At the same time, the researchers collected data on 158 phenotypes ranging from age, blood type, and BMI to medication and tobacco use. Through a multiple linear regression model, they found that 18 phenotypic covariates had significant effect on one or more of the proteins studied.

Age and weight, they noted, affected a range of proteins, while smoking status affected two proteins, and ABO blood group influenced three proteins. Additionally, hypertension and asthma medications also appeared to affect the levels of some biomarkers.

Not all of the factors are independent, Enroth and his colleagues noted. For instance, age and the use of blood pressure medication are themselves linked.

Additionally, they noted a high correlation between some of the biomarkers, with many of the linked ones sharing functions. For instance, CASP-3 was correlated with ERF and that, in turn, was linked with CD69 levels.

The researchers also calculated that the plasma levels of 75 percent of the proteins were influenced by heredity.

Through an association analysis examining nearly 5 million SNPs and indels, the researched homed in on 14 biomarkers whose levels had significant genetic associations. They further reported that more than a quarter of the phenotypic variation seen could be due to a single marker, after controlling for significant clinical and lifestyle factors. That is, for many of the biomarkers, genetic effects could significantly change protein levels.

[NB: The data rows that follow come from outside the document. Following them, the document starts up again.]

use tracing_subscriber::{fmt, layer::SubscriberExt, util::SubscriberInitExt, EnvFilter};

pub(crate) fn tracing() {
    tracing_subscriber::registry()
        .with(fmt::layer().with_target(false))
        .with(EnvFilter::try_from_default_env().unwrap_or_else(|_| EnvFilter::new("info")))
        .init();
}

While some biomarkers are affected by genetic factors, others are influenced by environmental ones.

For instance, IL-6RA levels were strongly linked to genotype, while lifestyle factors had little effect — BMI explained some 1 percent of the variance. At the same time, HGF levels didn't show significant heritability, though some 17 other factors like weight, blood pressure, and age affected its levels, each to a modest degree.

Such information on the variables that influence each biomarker, the researchers said, could inform how such biomarkers are used in individual cases.

"Our results imply that using biomarker-specific covariate profiles will make it possible to determine more precise, individualized, clinical cutoff levels," Enroth and his colleagues said. "This in term could lead to a more efficient use of protein biomarkers for early detection of abnormal levels and for increased sensitivity and specificity in disease diagnosis."

The researchers cautioned, though, that their sample size was small.